Case study

Turning empty states into lightweight onboarding experiences

When users first entered a product area in the Zero Trust dashboard, they were greeted with an empty state page. Technically, it did its job: it introduced the tool and provided a CTA to begin setup.

But in practice, it created a sharp drop in guidance. Users were expected to move from high-level onboarding directly into complex configuration work with very little context around what the product did, why they should configure it, or what steps they needed to complete first.

Rather than proposing an entirely new onboarding system, I focused on a quick-win opportunity with lower implementation risk: turning empty states into lightweight onboarding experiences.

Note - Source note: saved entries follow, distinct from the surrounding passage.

impl ModelBuilder {
    pub fn new() -> Self {
        Self {
            model: SchemaModel::new(),
            findings: Vec::new(),
        }
    }

    /// Fold one statement into the model.
    pub fn ingest(&mut self, stmt: &Statement) {
        match stmt.kind {
            StatementKind::CreateTable => self.create_table(stmt),
            StatementKind::AlterTable | StatementKind::EnableRls => self.alter_table(stmt),
            StatementKind::CreateIndex => self.create_index(stmt),
            StatementKind::CreatePolicy => self.create_policy(stmt),
            StatementKind::CreateFunction => self.create_function(stmt),
            StatementKind::Other => self.model.ignored.push(IgnoredStatement {
                sql: stmt.sql.clone(),
                span: stmt.span(),
            }),
        }
    }

    /// Consume the builder and return the model with any findings raised
    /// during classification.
    pub fn build(self) -> (SchemaModel, Vec<Finding>) {
        tracing::debug!(
            tables = self.model.tables.len(),
            indexes = self.model.indexes.len(),
            policies = self.model.policies.len(),
            "built schema model"
        );
        (self.model, self.findings)
    }

    fn create_table(&mut self, stmt: &Statement) {
        let mut cur = Cursor::new(&stmt.tokens);
        cur.eat_kw("create");
        cur.eat_kw("table");
        cur.eat_kws(&["if", "not", "exists"]);
        let Some(name) = cur.qualified_name() else {
            return;
        };

        let key = name.key();
        if self.model.tables.get(&key).is_some_and(|t| t.declared) {
            self.findings.push(
                Finding::new(
                    FindingKind::DuplicateTable,
                    format!("table '{name}' is defined more than once"),
                )
                .with_span(stmt.span()),
            );
            return;
        }

        // Merge into any placeholder created by an earlier out-of-order
        // ALTER TABLE or CREATE POLICY.
        let mut table = match self.model.tables.shift_remove(&key) {
            Some(placeholder) => placeholder,
            None => Table::new(name.clone(), stmt.span()),
        };
        table.name = name;
        table.declared = true;
        table.span = stmt.span();

        if let Some(body) = cur.parenthesized() {
            for item in split_top_level(body) {
                if item.is_empty() {
                    continue;
                }
                table_item(&mut table, item);
            }
        }
        self.model.tables.insert(key, table);
    }

    fn alter_table(&mut self, stmt: &Statement) {
        let mut cur = Cursor::new(&stmt.tokens);
        cur.eat_kw("alter");
        cur.eat_kw("table");
        cur.eat_kws(&["if", "exists"]);
        cur.eat_kw("only");
        let Some(name) = cur.qualified_name() else {
            return;
        };

        let key = name.key();
        let span = stmt.span();
        self.model
            .tables
            .entry(key.clone())
            .or_insert_with(|| Table::placeholder(name, span));

        let rest = cur.rest();
        for action in split_top_level(rest) {
            if action.is_empty() {
                continue;
            }
            self.alter_action(&key, action);
        }
    }

    fn alter_action(&mut self, key: &str, tokens: &[Token]) {
        let mut cur = Cursor::new(tokens);
        if cur.at_kw("rename") {
            self.rename(key, &mut cur);
            return;
        }
        let Some(table) = self.model.tables.get_mut(key) else {
            return;
        };

        if cur.eat_kw("add") {
            let mut name = None;
            if cur.eat_kw("constraint") {
                name = cur.ident();
            }
            if let Some(constraint) = parse_constraint_body(&mut cur, name) {
                table.constraints.push(constraint);
                return;
            }
            cur.eat_kw("column");
            cur.eat_kws(&["if", "not", "exists"]);
            if let Some(parsed) = parse_column_def(&mut cur) {
                table.constraints.extend(parsed.constraints);
                table.columns.insert(parsed.column.name.clone(), parsed.column);
            }
        } else if cur.eat_kw("enable") {
            if cur.eat_kws(&["row", "level", "security"]) {
                table.rls_enabled = true;
            }
        } else if cur.eat_kw("disable") {
            if cur.eat_kws(&["row", "level", "security"]) {
                table.rls_enabled = false;
            }
        } else if cur.eat_kw("alter") {
            cur.eat_kw("column");
            let Some(column) = cur.ident() else { return };
            if cur.eat_kw("set") {
                if cur.eat_kws(&["not", "null"]) {
                    if let Some(col) = table.column_mut(&column) {
                        col.nullable = false;
                    }
                } else if cur.eat_kw("default") {
                    let default = parse_default(&mut cur);
                    if let Some(col) = table.column_mut(&column) {
                        col.default = Some(default);
                    }
                }
            } else if cur.eat_kw("drop") {
                if cur.eat_kws(&["not", "null"]) {
                    if let Some(col) = table.column_mut(&column) {
                        col.nullable = true;
                    }
                } else if cur.eat_kw("default") {
                    if let Some(col) = table.column_mut(&column) {
                        col.default = None;
                    }
                }
            }
        } else if cur.eat_kw("drop") {
            if cur.eat_kw("constraint") {
                cur.eat_kws(&["if", "exists"]);
                if let Some(name) = cur.ident() {
                    table.constraints.retain(|c| c.name.as_deref() != Some(name.as_str()));
                }
            } else {
                cur.eat_kw("column");
                cur.eat_kws(&["if", "exists"]);
                if let Some(name) = cur.ident() {
                    let stored = table
                        .columns
                        .keys()
                        .find(|k| k.eq_ignore_ascii_case(&name))
                        .cloned();
                    if let Some(stored) = stored {
                        table.columns.shift_remove(&stored);
                    }
                }
            }
        }
        // Remaining actions (OWNER TO, SET SCHEMA, VALIDATE CONSTRAINT, ...)
        // are ignored.
    }

    fn rename(&mut self, key: &str, cur: &mut Cursor) {
        cur.eat_kw("rename");
        if cur.eat_kw("to") {
            let Some(new_name) = cur.ident() else { return };
            if let Some(mut table) = self.model.tables.shift_remove(key) {
                table.name = QualifiedName {
                    schema: table.name.schema.clone(),
                    name: new_name,
                };
                self.model.tables.insert(table.name.key(), table);
            }
            return;
        }
        cur.eat_kw("column");
        let Some(old) = cur.ident() else { return };
        if !cur.eat_kw("to") {
            return;
        }
        let Some(new) = cur.ident() else { return };
        let Some(table) = self.model.tables.get_mut(key) else {
            return;
        };
        let stored = table
            .columns
            .keys()
            .find(|k| k.eq_ignore_ascii_case(&old))
            .cloned();
        if let Some(stored) = stored {
            if let Some(mut column) = table.columns.shift_remove(&stored) {
                column.name = new.clone();
                table.columns.insert(new, column);
            }
        }
    }

    fn create_index(&mut self, stmt: &Statement) {
        let mut cur = Cursor::new(&stmt.tokens);
        cur.eat_kw("create");
        let unique = cur.eat_kw("unique");
        cur.eat_kw("index");
        cur.eat_kw("concurrently");
        cur.eat_kws(&["if", "not", "exists"]);
        let name = if cur.at_kw("on") { None } else { cur.ident() };
        if !cur.eat_kw("on") {
            return;
        }
        cur.eat_kw("only");
        let Some(table) = cur.qualified_name() else {
            return;
        };
        let method = if cur.eat_kw("using") {
            cur.ident().unwrap_or_else(|| "btree".to_string())
        } else {
            "btree".to_string()
        };
        let columns = cur.parenthesized().map(index_columns).unwrap_or_default();

        if !self.model.tables.contains_key(&table.key()) {
            self.findings.push(
                Finding::new(
                    FindingKind::IndexTargetUnknown,
                    format!("CREATE INDEX targets table '{table}' which was not seen in this input"),
                )
                .with_span(stmt.span()),
            );
        }
        self.model.indexes.push(Index {
            name,
            table,
            columns,
            unique,
            method,
            span: stmt.span(),
        });
    }

    fn create_policy(&mut self, stmt: &Statement) {
        let mut cur = Cursor::new(&stmt.tokens);
        cur.eat_kw("create");
        cur.eat_kw("policy");
        let Some(name) = cur.ident() else { return };
        if !cur.eat_kw("on") {
            return;
        }
        let Some(table) = cur.qualified_name() else {
            return;
        };

        let mut command = PolicyCommand::All;
        let mut roles = Vec::new();
        let mut using_expr = None;
        let mut check_expr = None;
        while !cur.at_end() {
            if cur.eat_kw("as") {
                cur.bump(); // PERMISSIVE | RESTRICTIVE
            } else if cur.eat_kw("for") {
                if let Some(word) = cur.ident() {
                    command = PolicyCommand::from_word(&word).unwrap_or(PolicyCommand::All);
                }
            } else if cur.eat_kw("to") {
                while let Some(role) = cur.ident() {
                    roles.push(role);
                    if !cur.eat_symbol(",") {
                        break;
                    }
                }
            } else if cur.eat_kw("using") {
                using_expr = cur.parenthesized().map(render_tokens);
            } else if cur.eat_kws(&["with", "check"]) {
                check_expr = cur.parenthesized().map(render_tokens);
            } else {
                cur.bump();
            }
        }

        let span = stmt.span();
        self.model
            .tables
            .entry(table.key())
            .or_insert_with(|| Table::placeholder(table.clone(), span));
        self.model.policies.push(Policy {
            name,
            table,
            command,
            roles,
            using_expr,
            check_expr,
            span,
        });
    }

    fn create_function(&mut self, stmt: &Statement) {
        let mut cur = Cursor::new(&stmt.tokens);
        cur.eat_kw("create");
        cur.eat_kws(&["or", "replace"]);
        cur.eat_kw("function");
        let Some(name) = cur.qualified_name() else {
            return;
        };
        let _args = cur.parenthesized();
        let mut language = None;
        while !cur.at_end() {
            if cur.eat_kw("language") {
                language = cur.ident().map(|l| l.to_ascii_lowercase());
            } else {
                cur.bump();
            }
        }
        self.model.functions.insert(
            name.key(),
            FunctionDef {
                name,
                language,
                span: stmt.span(),
            },
        );
    }
}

Content StrategyUser EngagementFirst-Time ExperienceUX WritingA/B Testing

Impact

My impact

Increased onboarding completion by up to 42.8%

Users who engaged with onboarding education completed setup flows at significantly higher rates than users who experienced the original baseline, with some onboarding paths improving by more than 40%.

Increased prerequisite task completion by 173%

Users were substantially more likely to complete supporting setup tasks when the product clearly explained how those tasks connected to their larger goal.

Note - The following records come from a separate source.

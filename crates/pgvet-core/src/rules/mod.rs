//! Validation rules
//!
//! Each category module exposes a single pure `check` over the completed
//! schema model. Rules never observe each other's output and never abort;
//! a rule that cannot evaluate a table simply emits nothing for it.

mod constraints;
mod indexes;
mod naming;
mod rls;
mod syntax;

use crate::error::Finding;
use crate::schema::SchemaModel;

/// Runs every registered rule against a completed schema model.
pub struct RuleEngine<'a> {
    model: &'a SchemaModel,
}

impl<'a> RuleEngine<'a> {
    pub fn new(model: &'a SchemaModel) -> Self {
        Self { model }
    }

    /// Evaluate all rule categories and collect their findings.
    pub fn run(&self) -> Vec<Finding> {
        let mut findings = syntax::check(self.model);
        findings.extend(naming::check(self.model));
        findings.extend(constraints::check(self.model));
        findings.extend(indexes::check(self.model));
        findings.extend(rls::check(self.model));
        findings
    }
}
//! Finding and severity types

use miette::SourceSpan;
use serde::{Deserialize, Serialize};
use thiserror::Error;

/// Source location span
#[derive(Debug, Clone, Copy, PartialEq, Eq, Serialize, Deserialize)]
pub struct Span {
    /// Byte offset from start of source
    pub offset: usize,
    /// Length in bytes
    pub length: usize,
    /// Line number (1-indexed)
    pub line: usize,
    /// Column number (1-indexed)
    pub column: usize,
}

impl Span {
    pub fn new(offset: usize, length: usize, line: usize, column: usize) -> Self {
        Self {
            offset,
            length,
            line,
            column,
        }
    }
}

impl From<Span> for SourceSpan {
    fn from(span: Span) -> Self {
        SourceSpan::new(span.offset.into(), span.length)
    }
}

/// Finding severity level
///
/// Ordered so that sorting puts errors before warnings before info.
#[derive(Debug, Clone, Copy, PartialEq, Eq, PartialOrd, Ord, Serialize, Deserialize)]
#[serde(rename_all = "lowercase")]
pub enum Severity {
    Error,
    Warning,
    Info,
}

/// Rule category a finding belongs to
#[derive(Debug, Clone, Copy, PartialEq, Eq, Hash, Serialize, Deserialize)]
#[serde(rename_all = "lowercase")]
pub enum Category {
    Syntax,
    Naming,
    Constraints,
    Indexes,
    Rls,
}

impl Category {
    pub const ALL: [Category; 5] = [
        Category::Syntax,
        Category::Naming,
        Category::Constraints,
        Category::Indexes,
        Category::Rls,
    ];

    pub fn name(&self) -> &'static str {
        match self {
            Category::Syntax => "syntax",
            Category::Naming => "naming",
            Category::Constraints => "constraints",
            Category::Indexes => "indexes",
            Category::Rls => "rls",
        }
    }
}

impl std::fmt::Display for Category {
    fn fmt(&self, f: &mut std::fmt::Formatter<'_>) -> std::fmt::Result {
        write!(f, "{}", self.name())
    }
}

/// A single validation result
///
/// Findings are pure values; they carry no behavior and are only ever
/// collected, sorted, and counted.
#[derive(Debug, Clone, PartialEq, Serialize, Deserialize)]
pub struct Finding {
    pub kind: FindingKind,
    pub severity: Severity,
    pub category: Category,
    pub message: String,
    /// Stamped by the report builder once the owning file is known.
    pub file: String,
    pub span: Option<Span>,
}

impl Finding {
    pub fn new(kind: FindingKind, message: impl Into<String>) -> Self {
        Self {
            kind,
            severity: kind.severity(),
            category: kind.category(),
            message: message.into(),
            file: String::new(),
            span: None,
        }
    }

    pub fn with_span(mut self, span: Span) -> Self {
        self.span = Some(span);
        self
    }

    /// Get the rule code string (e.g., "RL001")
    pub fn code(&self) -> &'static str {
        self.kind.code()
    }

    pub fn line(&self) -> usize {
        self.span.map_or(0, |s| s.line)
    }
}

/// Types of findings
#[derive(Debug, Clone, Copy, PartialEq, Eq, Serialize, Deserialize)]
pub enum FindingKind {
    /// SY001: unterminated string or dollar-quoted literal
    UnterminatedLiteral,
    /// SY002: reserved keyword used as an identifier
    ReservedIdentifier,
    /// SY003: duplicate CREATE TABLE for the same name
    DuplicateTable,
    /// NM001: table name not lowercase snake_case
    TableNameCase,
    /// NM002: table name does not look plural
    TableNameNotPlural,
    /// NM003: column name not snake_case
    ColumnNameCase,
    /// NM004: constraint name missing its kind prefix
    ConstraintNamePrefix,
    /// NM005: constraint has no explicit name
    ConstraintUnnamed,
    /// NM006: index name missing idx_/uidx_ prefix
    IndexNamePrefix,
    /// NM007: index has no explicit name
    IndexUnnamed,
    /// CN001: table has no primary key
    MissingPrimaryKey,
    /// CN002: table has more than one primary key constraint
    MultiplePrimaryKeys,
    /// CN003: foreign key references a table never seen
    ForeignKeyTargetUnknown,
    /// CN004: CHECK constraint with empty expression
    EmptyCheckExpression,
    /// IX001: foreign-key column has no covering index
    ForeignKeyUnindexed,
    /// IX002: policy-referenced column has no covering index
    PolicyColumnUnindexed,
    /// IX003: two indexes with identical column lists
    RedundantIndex,
    /// IX004: CREATE INDEX targets a table never seen
    IndexTargetUnknown,
    /// RL001: RLS enabled but no policies defined
    RlsNoPolicies,
    /// RL002: policies defined but RLS not enabled
    PoliciesWithoutRls,
    /// RL003: policy has no target role
    PolicyNoRoles,
    /// RL004: INSERT/UPDATE policy without WITH CHECK
    PolicyMissingWithCheck,
}

impl FindingKind {
    pub fn code(&self) -> &'static str {
        match self {
            FindingKind::UnterminatedLiteral => "SY001",
            FindingKind::ReservedIdentifier => "SY002",
            FindingKind::DuplicateTable => "SY003",
            FindingKind::TableNameCase => "NM001",
            FindingKind::TableNameNotPlural => "NM002",
            FindingKind::ColumnNameCase => "NM003",
            FindingKind::ConstraintNamePrefix => "NM004",
            FindingKind::ConstraintUnnamed => "NM005",
            FindingKind::IndexNamePrefix => "NM006",
            FindingKind::IndexUnnamed => "NM007",
            FindingKind::MissingPrimaryKey => "CN001",
            FindingKind::MultiplePrimaryKeys => "CN002",
            FindingKind::ForeignKeyTargetUnknown => "CN003",
            FindingKind::EmptyCheckExpression => "CN004",
            FindingKind::ForeignKeyUnindexed => "IX001",
            FindingKind::PolicyColumnUnindexed => "IX002",
            FindingKind::RedundantIndex => "IX003",
            FindingKind::IndexTargetUnknown => "IX004",
            FindingKind::RlsNoPolicies => "RL001",
            FindingKind::PoliciesWithoutRls => "RL002",
            FindingKind::PolicyNoRoles => "RL003",
            FindingKind::PolicyMissingWithCheck => "RL004",
        }
    }

    pub fn name(&self) -> &'static str {
        match self {
            FindingKind::UnterminatedLiteral => "unterminated-literal",
            FindingKind::ReservedIdentifier => "reserved-identifier",
            FindingKind::DuplicateTable => "duplicate-table",
            FindingKind::TableNameCase => "table-name-case",
            FindingKind::TableNameNotPlural => "table-name-not-plural",
            FindingKind::ColumnNameCase => "column-name-case",
            FindingKind::ConstraintNamePrefix => "constraint-name-prefix",
            FindingKind::ConstraintUnnamed => "constraint-unnamed",
            FindingKind::IndexNamePrefix => "index-name-prefix",
            FindingKind::IndexUnnamed => "index-unnamed",
            FindingKind::MissingPrimaryKey => "missing-primary-key",
            FindingKind::MultiplePrimaryKeys => "multiple-primary-keys",
            FindingKind::ForeignKeyTargetUnknown => "foreign-key-target-unknown",
            FindingKind::EmptyCheckExpression => "empty-check-expression",
            FindingKind::ForeignKeyUnindexed => "foreign-key-unindexed",
            FindingKind::PolicyColumnUnindexed => "policy-column-unindexed",
            FindingKind::RedundantIndex => "redundant-index",
            FindingKind::IndexTargetUnknown => "index-target-unknown",
            FindingKind::RlsNoPolicies => "rls-no-policies",
            FindingKind::PoliciesWithoutRls => "policies-without-rls",
            FindingKind::PolicyNoRoles => "policy-no-roles",
            FindingKind::PolicyMissingWithCheck => "policy-missing-with-check",
        }
    }

    pub fn category(&self) -> Category {
        match self {
            FindingKind::UnterminatedLiteral
            | FindingKind::ReservedIdentifier
            | FindingKind::DuplicateTable => Category::Syntax,
            FindingKind::TableNameCase
            | FindingKind::TableNameNotPlural
            | FindingKind::ColumnNameCase
            | FindingKind::ConstraintNamePrefix
            | FindingKind::ConstraintUnnamed
            | FindingKind::IndexNamePrefix
            | FindingKind::IndexUnnamed => Category::Naming,
            FindingKind::MissingPrimaryKey
            | FindingKind::MultiplePrimaryKeys
            | FindingKind::ForeignKeyTargetUnknown
            | FindingKind::EmptyCheckExpression => Category::Constraints,
            FindingKind::ForeignKeyUnindexed
            | FindingKind::PolicyColumnUnindexed
            | FindingKind::RedundantIndex
            | FindingKind::IndexTargetUnknown => Category::Indexes,
            FindingKind::RlsNoPolicies
            | FindingKind::PoliciesWithoutRls
            | FindingKind::PolicyNoRoles
            | FindingKind::PolicyMissingWithCheck => Category::Rls,
        }
    }

    /// Each rule code carries a fixed severity.
    pub fn severity(&self) -> Severity {
        match self {
            FindingKind::UnterminatedLiteral
            | FindingKind::DuplicateTable
            | FindingKind::MissingPrimaryKey
            | FindingKind::EmptyCheckExpression
            | FindingKind::RlsNoPolicies => Severity::Error,
            _ => Severity::Warning,
        }
    }
}

/// Engine-internal faults, kept strictly distinct from findings: a fault
/// aborts the run for one input, a finding is ordinary report data.
#[derive(Debug, Error)]
pub enum EngineError {
    #[error("{file}: input is not valid UTF-8 (invalid byte at offset {valid_up_to})")]
    InvalidUtf8 { file: String, valid_up_to: usize },
}

#[cfg(test)]
mod tests {
    use super::*;

    #[test]
    fn test_kind_metadata_is_consistent() {
        let kinds = [
            FindingKind::UnterminatedLiteral,
            FindingKind::MissingPrimaryKey,
            FindingKind::RlsNoPolicies,
            FindingKind::PolicyMissingWithCheck,
        ];
        for kind in kinds {
            let finding = Finding::new(kind, "x");
            assert_eq!(finding.severity, kind.severity());
            assert_eq!(finding.category, kind.category());
            assert_eq!(finding.code(), kind.code());
        }
    }

    #[test]
    fn test_severity_ordering() {
        assert!(Severity::Error < Severity::Warning);
        assert!(Severity::Warning < Severity::Info);
    }
}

Established a scalable onboarding framework

Created reusable content patterns and guidelines for onboarding-focused empty states, including recommendations for value framing, prerequisites, action hierarchy, and contextual education.

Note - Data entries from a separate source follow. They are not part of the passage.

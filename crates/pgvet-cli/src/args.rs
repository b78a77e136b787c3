//! CLI argument definitions

use std::path::PathBuf;

use clap::{Parser, Subcommand, ValueEnum};

#[derive(Parser)]
#[command(name = "pgvet")]
#[command(author, version, about = "PostgreSQL DDL schema validation tool")]
#[command(propagate_version = true)]
pub struct Args {
    #[command(subcommand)]
    pub command: Command,

    /// Enable verbose output
    #[arg(short, long, global = true, action = clap::ArgAction::Count)]
    pub verbose: u8,

    /// Suppress non-error output
    #[arg(short, long, global = true)]
    pub quiet: bool,
}

#[derive(Subcommand)]
pub enum Command {
    /// Validate DDL files or migration directories
    Check {
        /// SQL files or directories to validate (directories are searched
        /// recursively for .sql files)
        paths: Vec<PathBuf>,

        /// Output format
        #[arg(short, long, value_enum)]
        format: Option<OutputFormat>,

        /// Rule codes to disable (e.g. NM005)
        #[arg(long = "disable", value_name = "CODE")]
        disable: Vec<String>,

        /// Configuration file path
        #[arg(short, long, value_name = "FILE")]
        config: Option<PathBuf>,
    },

    /// Display the schema model built from DDL files
    Schema {
        /// Schema definition files
        #[arg(required = true)]
        files: Vec<PathBuf>,
    },

    /// Split a DDL file and display classified statements (for debugging)
    Statements {
        /// SQL file to split
        file: PathBuf,
    },
}

#[derive(Debug, Copy, Clone, PartialEq, Eq, ValueEnum, Default)]
pub enum OutputFormat {
    /// Human-readable one-line-per-finding output
    #[default]
    Human,
    /// JSON output
    Json,
    /// Markdown report document with per-category sections
    Markdown,
    /// SARIF output (for GitHub Code Scanning)
    Sarif,
}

Introduced measurable onboarding experimentation

Partnered with product, design, and engineering to implement analytics instrumentation, event tracking, and A/B testing that connected onboarding education directly to user success metrics.

The problem

The original empty states functioned more like transition screens than onboarding experiences

Users landed on highly technical pages and were immediately asked to make configuration decisions without enough context to feel confident doing so. The dashboard explained where to click, but not necessarily how the pieces fit together or why certain steps mattered.

This became especially visible in Access application onboarding. Users configuring self-hosted applications often failed because they did not realize they first needed to complete Zones onboarding. Identity provider configuration lived elsewhere in the dashboard entirely, with little explanation connecting it back to Access setup.

SaaS application flows introduced terminology like Entity ID and Assertion Consumer Service URL without helping users map those concepts to the platforms they were configuring.

Users needed enough context to understand what they were doing, why it mattered, and whether they were on the right path before committing to a setup flow.

The solution

A measurable product hypothesis, not just a content refresh

I identified empty states as an overlooked onboarding opportunity and proposed a broader product strategy experiment: using lightweight in-product education to improve onboarding success without requiring a large-scale onboarding rebuild.

I framed the work as a measurable hypothesis. If users were given clearer context, guidance, and motivation at the moment they entered a workflow, they would be more likely to successfully complete setup.

To validate the idea, I partnered with a PM and cross-functional stakeholders to launch an A/B test focused on Access Applications. Together, we defined success metrics, identified onboarding friction points, and connected empty state engagement directly to downstream configuration outcomes.

Before

Original tunnel empty state

After

Redesigned tunnel onboarding empty state

A reusable empty state framework

Once the experiment demonstrated measurable improvements in onboarding success, the project expanded from a single proof of concept into a scalable framework for empty states across the dashboard.

I partnered closely with product design to develop a reusable empty state template and content model centered around three goals: educating users on what a tool does, motivating them by clarifying value and outcomes, and empowering them to confidently begin technical workflows.

Metrics

Education moved users from understanding to action

The experiment validated the idea that users who better understand a workflow are more likely to complete it successfully. Across every application type tested, the redesigned onboarding experience outperformed the baseline experience.

The strongest gains came from users who interacted with prerequisite education. Private network setup improved by 27.9% for users who viewed prerequisite guidance, while SaaS application setup improved by 42.8%. Even in flows that already had relatively high success rates, like self-hosted applications, users who engaged with onboarding education still converted at higher rates.

The project also surfaced deeper product insights. SaaS onboarding remained significantly lower-performing overall, pointing to workflow and terminology issues extending beyond onboarding content alone.

42.8% lift in SaaS setup
27.9% lift in private network setup
173% increase in prerequisite task completion
82% of users who engaged with education began the application flow

Reflection

Small moments of clarity can change whether users keep going

01

Educated users are more successful users

Users are more likely to complete complex workflows when the product helps them understand the task before asking them to act. The experiment showed that even lightweight educational guidance, including prerequisites, process overviews, and contextual explanations, could meaningfully improve onboarding success rates across multiple application types.

02

Understanding the why increases motivation

The strongest results came from moments where users understood how a supporting task connected to their larger goal. When users understood why they needed to configure an identity provider or complete Zones onboarding, they were significantly more likely to follow through.